Natural Frequency of Underdamped Cart attached to Wall by Spring

Theorem

Problem Definition

Consider a cart $C$ of mass $m$ attached to a wall by means of a spring $S$.

Let $C$ be free to move along a straight line in a medium which applies a damping force $F_d$ whose magnitude is proportional to the speed of $C$.

Let the force constant of $S$ be $k$.

Let the constant of proportion of the damping force $F_d$ be $c$.

Let the displacement of $C$ at time $t$ from the equilibrium position be $\mathbf x$.

Let $C$ be underdamped.

Let $C$ be pulled aside to $x = x_0$ and released from stationary at time $t = 0$.

Then the natural frequency of $C$ can be expressed as:

$\nu = \dfrac 1 {2 \pi} \sqrt {\dfrac k m - \dfrac {c^2} {4 m^2} }$

Proof

$T = \dfrac {2 \pi} {\sqrt {\dfrac k m - \dfrac {c^2} {4 m^2} } }$

where $T$ is the period of oscillation of $C$.

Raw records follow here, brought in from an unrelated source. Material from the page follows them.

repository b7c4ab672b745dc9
//! Configuration infrastructure module

mod xdg;

pub use xdg::XdgConfigStore;
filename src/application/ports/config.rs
//! Configuration port interface

use std::path::Path;

use async_trait::async_trait;

use crate::domain::config::AppConfig;
use crate::domain::error::ConfigError;

/// Where the settings file lives and how it is read and written
#[async_trait]
pub trait ConfigStore: Send + Sync {
    /// Read the file. A missing file yields [`AppConfig::empty`].
    async fn load(&self) -> Result<AppConfig, ConfigError>;

    /// Write `config`, creating parent directories as needed
    async fn save(&self, config: &AppConfig) -> Result<(), ConfigError>;

    fn path(&self) -> &Path;

    fn exists(&self) -> bool {
        self.path().exists()
    }

    /// Write the defaults, refusing to overwrite an existing file
    async fn init(&self) -> Result<(), ConfigError> {
        if self.exists() {
            return Err(ConfigError::AlreadyExists(
                self.path().to_string_lossy().to_string(),
            ));
        }
        self.save(&AppConfig::defaults()).await
    }
}
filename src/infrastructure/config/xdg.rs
//! XDG config store adapter

use std::io::ErrorKind;
use std::path::{Path, PathBuf};

use async_trait::async_trait;
use tokio::fs;
use tracing::debug;

use crate::application::ports::ConfigStore;
use crate::domain::config::AppConfig;
use crate::domain::error::ConfigError;

/// Directory under the user config dir
const APP_DIR: &str = "voice-memos";
const FILE_NAME: &str = "config.toml";

/// TOML settings file under the XDG config directory
pub struct XdgConfigStore {
    path: PathBuf,
}

impl XdgConfigStore {
    /// `$XDG_CONFIG_HOME/voice-memos/config.toml`, or a relative `.config` without a home
    pub fn new() -> Self {
        let base = dirs::config_dir().unwrap_or_else(|| PathBuf::from(".config"));
        Self::with_path(base.join(APP_DIR).join(FILE_NAME))
    }

    pub fn with_path(path: impl Into<PathBuf>) -> Self {
        Self { path: path.into() }
    }
}

impl Default for XdgConfigStore {
    fn default() -> Self {
        Self::new()
    }
}

#[async_trait]
impl ConfigStore for XdgConfigStore {
    async fn load(&self) -> Result<AppConfig, ConfigError> {
        let content = match fs::read_to_string(&self.path).await {
            Ok(content) => content,
            Err(e) if e.kind() == ErrorKind::NotFound => {
                debug!(path = %self.path.display(), "No config file");
                return Ok(AppConfig::empty());
            }
            Err(e) => return Err(ConfigError::ReadError(e.to_string())),
        };
        parse_config(&content)
    }

    async fn save(&self, config: &AppConfig) -> Result<(), ConfigError> {
        let write_error = |e: std::io::Error| ConfigError::WriteError(e.to_string());
        let content =
            toml::to_string_pretty(config).map_err(|e| ConfigError::WriteError(e.to_string()))?;

        if let Some(parent) = self.path.parent() {
            fs::create_dir_all(parent).await.map_err(write_error)?;
        }
        fs::write(&self.path, content).await.map_err(write_error)?;

        debug!(path = %self.path.display(), "Config saved");
        Ok(())
    }

    fn path(&self) -> &Path {
        &self.path
    }
}

fn parse_config(content: &str) -> Result<AppConfig, ConfigError> {
    toml::from_str(content).map_err(|e| ConfigError::ParseError(e.to_string()))
}
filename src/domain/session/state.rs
//! Session state machine

use std::fmt;
use std::path::{Path, PathBuf};

use thiserror::Error;

/// Identity of one capture or playback session.
/// Backend events carry it so that events from a finished session can be told apart.
#[derive(Debug, Clone, Copy, PartialEq, Eq, Hash, PartialOrd, Ord)]
pub struct SessionId(u64);

impl fmt::Display for SessionId {
    fn fmt(&self, f: &mut fmt::Formatter<'_>) -> fmt::Result {
        write!(f, "#{}", self.0)
    }
}

/// Session kinds without payload
#[derive(Debug, Clone, Copy, PartialEq, Eq, Hash, Default)]
pub enum SessionKind {
    #[default]
    Idle,
    Capturing,
    Playing,
}

impl SessionKind {
    /// Get the string representation
    pub const fn as_str(&self) -> &'static str {
        match self {
            Self::Idle => "idle",
            Self::Capturing => "capturing",
            Self::Playing => "playing",
        }
    }
}

impl fmt::Display for SessionKind {
    fn fmt(&self, f: &mut fmt::Formatter<'_>) -> fmt::Result {
        write!(f, "{}", self.as_str())
    }
}

/// Current session. Capturing and Playing exclude each other by construction.
#[derive(Debug, Clone, PartialEq, Eq, Default)]
pub enum SessionState {
    #[default]
    Idle,
    Capturing {
        session: SessionId,
    },
    Playing {
        session: SessionId,
        target: PathBuf,
    },
}

impl SessionState {
    /// Kind of the current state
    pub fn kind(&self) -> SessionKind {
        match self {
            Self::Idle => SessionKind::Idle,
            Self::Capturing { .. } => SessionKind::Capturing,
            Self::Playing { .. } => SessionKind::Playing,
        }
    }

    /// Active session, if any
    pub fn session(&self) -> Option<SessionId> {
        match self {
            Self::Idle => None,
            Self::Capturing { session } | Self::Playing { session, .. } => Some(*session),
        }
    }

    /// Location being played, if any
    pub fn playing_target(&self) -> Option<&Path> {
        match self {
            Self::Playing { target, .. } => Some(target),
            _ => None,
        }
    }
}

impl fmt::Display for SessionState {
    fn fmt(&self, f: &mut fmt::Formatter<'_>) -> fmt::Result {
        match self {
            Self::Idle => write!(f, "idle"),
            Self::Capturing { session } => write!(f, "capturing ({})", session),
            Self::Playing { session, target } => {
                let name = target
                    .file_name()
                    .map(|n| n.to_string_lossy())
                    .unwrap_or_else(|| target.to_string_lossy());
                write!(f, "playing {} ({})", name, session)
            }
        }
    }
}

/// Which user controls may currently be used
#[derive(Debug, Clone, Copy, PartialEq, Eq)]
pub struct Affordances {
    /// Record button (start or stop a capture)
    pub capture_enabled: bool,
    /// Play buttons on the list rows
    pub playback_enabled: bool,
}

/// Error when an invalid state transition is attempted
#[derive(Debug, Clone, Error)]
#[error("Invalid state transition: cannot {action} while in {current_state} state")]
pub struct InvalidStateTransition {
    pub current_state: SessionKind,
    pub action: String,
}

/// Session state machine.
///
/// State machine:
///   IDLE -> CAPTURING (begin_capture)
///   CAPTURING -> IDLE (end_capture)
///   IDLE -> PLAYING (begin_playback)
///   PLAYING -> IDLE (end_playback)
#[derive(Debug, Default)]
pub struct SessionMachine {
    state: SessionState,
    next_session: u64,
}

impl SessionMachine {
    /// Create a new machine in idle state
    pub fn new() -> Self {
        Self {
            state: SessionState::Idle,
            next_session: 0,
        }
    }

    /// Get the current state
    pub fn state(&self) -> &SessionState {
        &self.state
    }

    /// Check if currently idle
    pub fn is_idle(&self) -> bool {
        self.state == SessionState::Idle
    }

    /// Check if currently capturing
    pub fn is_capturing(&self) -> bool {
        matches!(self.state, SessionState::Capturing { .. })
    }

    /// Check if currently playing
    pub fn is_playing(&self) -> bool {
        matches!(self.state, SessionState::Playing { .. })
    }

    /// Check whether `session` is the active one
    pub fn is_current(&self, session: SessionId) -> bool {
        self.state.session() == Some(session)
    }

    /// Controls the UI may offer in the current state.
    /// The record button stays usable while capturing so the capture can be stopped.
    pub fn affordances(&self) -> Affordances {
        Affordances {
            capture_enabled: !self.is_playing(),
            playback_enabled: !self.is_capturing(),
        }
    }

    /// Whether the recording at `location` may be deleted right now
    pub fn delete_allowed(&self, location: &Path) -> bool {
        self.state.playing_target() != Some(location)
    }

    /// Transition from IDLE to CAPTURING
    pub fn begin_capture(&mut self) -> Result<SessionId, InvalidStateTransition> {
        self.require_idle("start capture")?;
        let session = self.allocate();
        self.state = SessionState::Capturing { session };
        Ok(session)
    }

    /// Transition from CAPTURING to IDLE
    pub fn end_capture(&mut self, session: SessionId) -> Result<(), InvalidStateTransition> {
        match self.state {
            SessionState::Capturing { session: active } if active == session => {
                self.state = SessionState::Idle;
                Ok(())
            }
            _ => Err(self.invalid("stop capture")),
        }
    }

    /// Transition from IDLE to PLAYING
    pub fn begin_playback(
        &mut self,
        target: impl Into<PathBuf>,
    ) -> Result<SessionId, InvalidStateTransition> {
        self.require_idle("start playback")?;
        let session = self.allocate();
        self.state = SessionState::Playing {
            session,
            target: target.into(),
        };
        Ok(session)
    }

    /// Transition from PLAYING to IDLE, returning the played location
    pub fn end_playback(&mut self, session: SessionId) -> Result<PathBuf, InvalidStateTransition> {
        match std::mem::take(&mut self.state) {
            SessionState::Playing {
                session: active,
                target,
            } if active == session => Ok(target),
            other => {
                self.state = other;
                Err(self.invalid("stop playback"))
            }
        }
    }

    fn require_idle(&self, action: &str) -> Result<(), InvalidStateTransition> {
        if self.is_idle() {
            Ok(())
        } else {
            Err(self.invalid(action))
        }
    }

    fn invalid(&self, action: &str) -> InvalidStateTransition {
        InvalidStateTransition {
            current_state: self.state.kind(),
            action: action.to_string(),
        }
    }

    fn allocate(&mut self) -> SessionId {
        let id = SessionId(self.next_session);
        self.next_session += 1;
        id
    }
}
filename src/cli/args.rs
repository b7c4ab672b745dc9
//! CLI argument definitions using Clap

use std::path::PathBuf;

use clap::{Parser, Subcommand};

use crate::domain::config::AppConfig;

/// Voice Memos - record, list and play back short audio clips
#[derive(Parser, Debug)]
#[command(name = "voice-memos")]
#[command(version)]
#[command(about = "Record, list and play back short audio clips from the terminal")]
#[command(long_about = None)]
pub struct Cli {
    /// Directory for clip files (default: <temp>/voice-memos)
    #[arg(short = 's', long, value_name = "DIR")]
    pub storage_dir: Option<PathBuf>,

    /// Refresh rate of the live timer in frames per second
    #[arg(short = 'r', long, value_name = "HZ", value_parser = clap::value_parser!(u32).range(1..=240))]
    pub frame_rate: Option<u32>,

    /// Play a short tone when playback starts and stops
    #[arg(short = 'c', long)]
    pub cues: bool,

    /// Log filter for stderr diagnostics (e.g. warn, info, voice_memos=debug)
    #[arg(long, value_name = "LEVEL", env = "VOICE_MEMOS_LOG")]
    pub log_level: Option<String>,

    /// Config subcommand
    #[command(subcommand)]
    pub command: Option<Commands>,
}

impl Cli {
    /// Settings given on the command line, as a partial config
    pub fn to_config(&self) -> AppConfig {
        AppConfig {
            storage_dir: self.storage_dir.clone(),
            frame_rate: self.frame_rate,
            cues: if self.cues { Some(true) } else { None },
            log_level: self.log_level.clone(),
        }
    }
}

/// Subcommands
#[derive(Subcommand, Debug)]
pub enum Commands {
    /// Manage configuration
    Config {
        #[command(subcommand)]
        action: ConfigAction,
    },
}

/// Config action subcommands
#[derive(Subcommand, Debug)]
pub enum ConfigAction {
    /// Create config file with defaults
    Init,
    /// Set a config value
    Set {
        /// Config key
        key: String,
        /// Config value
        value: String,
    },
    /// Get a config value
    Get {
        /// Config key
        key: String,
    },
    /// List all config values
    List,
    /// Show config file path
    Path,
}

/// Valid config keys
pub const VALID_CONFIG_KEYS: &[&str] = &["storage_dir", "frame_rate", "cues", "log_level"];

/// Check if a config key is valid
pub fn is_valid_config_key(key: &str) -> bool {
    VALID_CONFIG_KEYS.contains(&key)
}
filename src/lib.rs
//! Voice Memos - record and play back short audio clips from the terminal
//!
//! This crate provides the core functionality for capturing microphone audio
//! into WAV clips, keeping a newest-first list of them, and playing them back.
//!
//! # Architecture
//!
//! The crate follows hexagonal (ports & adapters) architecture:
//!
//! - **Domain**: Recordings, the recording store, the session state machine and errors
//! - **Application**: The session coordinator, the frame ticker and port interfaces (traits)
//! - **Infrastructure**: Adapter implementations (cpal capture, rodio playback, XDG config, etc.)
//! - **CLI**: Argument parsing, the interactive shell and signal handling

pub mod application;
pub mod cli;
pub mod domain;
pub mod infrastructure;
//! Configuration domain module

mod app_config;

pub use app_config::{
    AppConfig, DEFAULT_FRAME_RATE, DEFAULT_LOG_LEVEL, MAX_FRAME_RATE, STORAGE_DIR_NAME,
};
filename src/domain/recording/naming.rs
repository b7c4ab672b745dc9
//! Clip file naming

/// Base name of every captured clip
pub const CLIP_BASE_NAME: &str = "recording";

/// File extension of every captured clip
pub const CLIP_EXTENSION: &str = "wav";

/// Generates `recording_<n>.wav` names.
///
/// The counter starts at 0, only moves forward, and is advanced before a
/// capture attempt is made, so a number is never handed out twice even
/// when the attempt fails.
#[derive(Debug, Default)]
pub struct ClipNamer {
    next: u64,
}

impl ClipNamer {
    /// Create a namer starting at 0
    pub fn new() -> Self {
        Self { next: 0 }
    }

    /// Allocate the next file name
    pub fn next_name(&mut self) -> String {
        let name = format!("{}_{}.{}", CLIP_BASE_NAME, self.next, CLIP_EXTENSION);
        self.next += 1;
        name
    }
}
//! Input and schedule validation.
//!
//! - [`validate_input`]: structural checks on shows and roster before
//!   generation (duplicate IDs, empty names, roster size).
//! - [`validate_schedule`]: every scheduling rule re-checked over finished
//!   assignment rows, producing errors, warnings and remediation hints.
//!
//! Schedule validation is deterministic and has no hidden state: the same
//! rows always give the same [`ConstraintResult`].

mod input;
mod issue;
mod schedule;
mod suggestions;

pub use input::{validate_input, ValidationError, ValidationErrorKind, ValidationResult};
pub use issue::{ConstraintResult, IssueKind, ScheduleIssue};
pub use schedule::ScheduleValidator;
pub use suggestions::SuggestionContext;

use crate::config::SchedulerConfig;
use crate::models::{Assignment, CastMember, RoleCatalog, Show};
use crate::scheduler::ShowIndex;

/// Validates assignment rows for a week of shows.
///
/// Usable on schedules edited outside the generator.
pub fn validate_schedule(
    shows: &[Show],
    cast: &[CastMember],
    catalog: &RoleCatalog,
    config: &SchedulerConfig,
    assignments: &[Assignment],
) -> ConstraintResult {
    let index = ShowIndex::build(shows, config.consecutive_gap_days);
    ScheduleValidator::new(&index, cast, catalog, config).validate(assignments)
}
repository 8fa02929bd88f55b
//! Show ordering for one attempt.
//!
//! Staffed shows sorted by (date, time) define the global "show order" used
//! for every adjacency question: consecutive runs, double days, weekend
//! spans. A [`ShowIndex`] is built fresh with each attempt and dropped with
//! it, so nothing derived from one attempt leaks into the next.

use chrono::{Datelike, Duration, NaiveDate, Weekday};
use std::collections::{BTreeMap, HashMap};

use crate::models::{Show, ShowStatus};

/// Whether two shows are close enough to count as consecutive.
///
/// A gap of up to `gap_days` between start times keeps a run going, so a
/// single dark day does not reset it.
pub fn are_shows_consecutive(a: &Show, b: &Show, gap_days: i64) -> bool {
    let gap = (b.starts_at() - a.starts_at()).abs();
    gap <= Duration::days(gap_days)
}

/// Key of the Friday–Sunday span a date falls in: the Monday of its ISO week.
///
/// Returns `None` for Monday–Thursday.
pub fn weekend_key(date: NaiveDate) -> Option<NaiveDate> {
    match date.weekday() {
        Weekday::Fri | Weekday::Sat | Weekday::Sun => {
            Some(date - Duration::days(date.weekday().num_days_from_monday() as i64))
        }
        _ => None,
    }
}

/// Whether the date is Monday–Friday.
#[inline]
pub fn is_weekday(date: NaiveDate) -> bool {
    !matches!(date.weekday(), Weekday::Sat | Weekday::Sun)
}

/// Sorted staffed shows and lookups derived from them.
#[derive(Debug, Clone)]
pub struct ShowIndex {
    shows: Vec<Show>,
    positions: HashMap<String, usize>,
    entry_dates: HashMap<String, NaiveDate>,
    by_date: BTreeMap<NaiveDate, Vec<usize>>,
    company_day_off: Option<NaiveDate>,
    day_off_entries: Vec<Show>,
    gap_days: i64,
}

impl ShowIndex {
    /// Builds the index.
    ///
    /// The earliest `DayOff` date becomes the company day off. Entries of
    /// any status on a day-off date are never staffed. Travel entries on
    /// the company day off get no rows.
    pub fn build(shows: &[Show], gap_days: i64) -> Self {
        let day_off_dates: Vec<NaiveDate> = shows
            .iter()
            .filter(|s| s.status == ShowStatus::DayOff)
            .map(|s| s.date)
            .collect();
        let company_day_off = day_off_dates.iter().min().copied();

        let mut active: Vec<Show> = shows
            .iter()
            .filter(|s| s.is_performance() && !day_off_dates.contains(&s.date))
            .cloned()
            .collect();
        active.sort_by(|a, b| (a.date, a.time, &a.id).cmp(&(b.date, b.time, &b.id)));

        let mut day_off_entries: Vec<Show> = match company_day_off {
            Some(d) => shows
                .iter()
                .filter(|s| s.date == d && s.status != ShowStatus::Travel)
                .cloned()
                .collect(),
            None => Vec::new(),
        };
        day_off_entries.sort_by(|a, b| (a.time, &a.id).cmp(&(b.time, &b.id)));

        let mut positions = HashMap::with_capacity(active.len());
        let mut by_date: BTreeMap<NaiveDate, Vec<usize>> = BTreeMap::new();
        for (idx, show) in active.iter().enumerate() {
            positions.insert(show.id.clone(), idx);
            by_date.entry(show.date).or_default().push(idx);
        }

        let entry_dates = shows.iter().map(|s| (s.id.clone(), s.date)).collect();

        Self {
            shows: active,
            positions,
            entry_dates,
            by_date,
            company_day_off,
            day_off_entries,
            gap_days,
        }
    }

    /// Number of staffed shows.
    #[inline]
    pub fn len(&self) -> usize {
        self.shows.len()
    }

    /// Whether there is nothing to staff.
    #[inline]
    pub fn is_empty(&self) -> bool {
        self.shows.is_empty()
    }

    /// Staffed shows in show order.
    pub fn shows(&self) -> &[Show] {
        &self.shows
    }

    /// Show at a position.
    #[inline]
    pub fn show(&self, idx: usize) -> &Show {
        &self.shows[idx]
    }

    /// Position of a show id, if it is staffed.
    pub fn position(&self, show_id: &str) -> Option<usize> {
        self.positions.get(show_id).copied()
    }

    /// Date of any input entry, staffed or not.
    pub fn entry_date(&self, show_id: &str) -> Option<NaiveDate> {
        self.entry_dates.get(show_id).copied()
    }

    /// Date of the show at a position.
    #[inline]
    pub fn date_of(&self, idx: usize) -> NaiveDate {
        self.shows[idx].date
    }

    /// Dates with staffed shows, ascending.
    pub fn dates(&self) -> impl Iterator<Item = NaiveDate> + '_ {
        self.by_date.keys().copied()
    }

    /// Positions of shows on a date.
    pub fn shows_on(&self, date: NaiveDate) -> &[usize] {
        self.by_date.get(&date).map(Vec::as_slice).unwrap_or(&[])
    }

    /// Whether the date has two or more shows.
    pub fn is_double_date(&self, date: NaiveDate) -> bool {
        self.shows_on(date).len() >= 2
    }

    /// Whether shows at two positions count as consecutive.
    pub fn consecutive(&self, a: usize, b: usize) -> bool {
        are_shows_consecutive(&self.shows[a], &self.shows[b], self.gap_days)
    }

    /// The company-wide day off, if the week has one.
    pub fn company_day_off(&self) -> Option<NaiveDate> {
        self.company_day_off
    }

    /// Non-travel entries on the company day off, in time order.
    pub fn day_off_entries(&self) -> &[Show] {
        &self.day_off_entries
    }
}

#[cfg(test)]
mod tests {
    use super::*;
    use chrono::NaiveTime;

    fn d(day: u32) -> NaiveDate {
        // May 2024: the 6th is a Monday.
        NaiveDate::from_ymd_opt(2024, 5, day).unwrap()
    }

    fn t(h: u32) -> NaiveTime {
        NaiveTime::from_hms_opt(h, 0, 0).unwrap()
    }

    #[test]
    fn test_sorted_active_order() {
        let shows = vec![
            Show::new("sat-eve", d(11), t(19)),
            Show::new("tue", d(7), t(19)),
            Show::new("sat-mat", d(11), t(14)),
            Show::new("mon-travel", d(6), t(9)).with_status(ShowStatus::Travel),
        ];
        let idx = ShowIndex::build(&shows, 2);
        let ids: Vec<&str> = idx.shows().iter().map(|s| s.id.as_str()).collect();
        assert_eq!(ids, vec!["tue", "sat-mat", "sat-eve"]);
        assert_eq!(idx.position("sat-mat"), Some(1));
        assert_eq!(idx.position("mon-travel"), None);
        assert_eq!(idx.position("nope"), None);
        assert!(idx.is_double_date(d(11)));
        assert!(!idx.is_double_date(d(7)));
    }

    #[test]
    fn test_consecutive_tolerates_one_dark_day() {
        let a = Show::new("a", d(6), t(19));
        let b = Show::new("b", d(8), t(19));
        let c = Show::new("c", d(9), t(20));
        assert!(are_shows_consecutive(&a, &b, 2));
        assert!(!are_shows_consecutive(&a, &c, 2));
        assert!(are_shows_consecutive(&c, &b, 2));
    }

    #[test]
    fn test_weekend_key() {
        assert_eq!(weekend_key(d(10)), Some(d(6)));
        assert_eq!(weekend_key(d(12)), Some(d(6)));
        assert_eq!(weekend_key(d(9)), None);
        assert!(is_weekday(d(10)));
        assert!(!is_weekday(d(11)));
    }

    #[test]
    fn test_company_day_off_excluded() {
        let shows = vec![
            Show::new("tue", d(7), t(19)),
            Show::day_off("dark", d(8)),
            Show::new("wed", d(8), t(19)),
            Show::new("thu", d(9), t(19)),
        ];
        let idx = ShowIndex::build(&shows, 2);
        assert_eq!(idx.company_day_off(), Some(d(8)));
        assert_eq!(idx.len(), 2);
        assert_eq!(idx.day_off_entries().len(), 2);
        assert!(idx.shows_on(d(8)).is_empty());
        assert_eq!(idx.entry_date("wed"), Some(d(8)));
        assert_eq!(idx.entry_date("missing"), None);
    }

    #[test]
    fn test_travel_on_day_off_gets_no_entry() {
        let shows = vec![
            Show::new("tue", d(7), t(19)),
            Show::day_off("dark", d(8)),
            Show::new("bus", d(8), t(9)).with_status(ShowStatus::Travel),
        ];
        let idx = ShowIndex::build(&shows, 2);
        let ids: Vec<&str> = idx.day_off_entries().iter().map(|s| s.id.as_str()).collect();
        assert_eq!(ids, vec!["dark"]);
        assert_eq!(idx.entry_date("bus"), Some(d(8)));
    }
}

Then by definition of the natural frequency of $C$:

 $\displaystyle \nu$ $=$ $\displaystyle \dfrac 1 T$ $\displaystyle$ $=$ $\displaystyle \dfrac 1 {\left({\dfrac {2 \pi} {\sqrt {\frac k m - \frac {c^2} {4 m^2} } } }\right)}$ $\displaystyle$ $=$ $\displaystyle \dfrac 1 {2 \pi} \sqrt {\dfrac k m - \dfrac {c^2} {4 m^2} }$

$\blacksquare$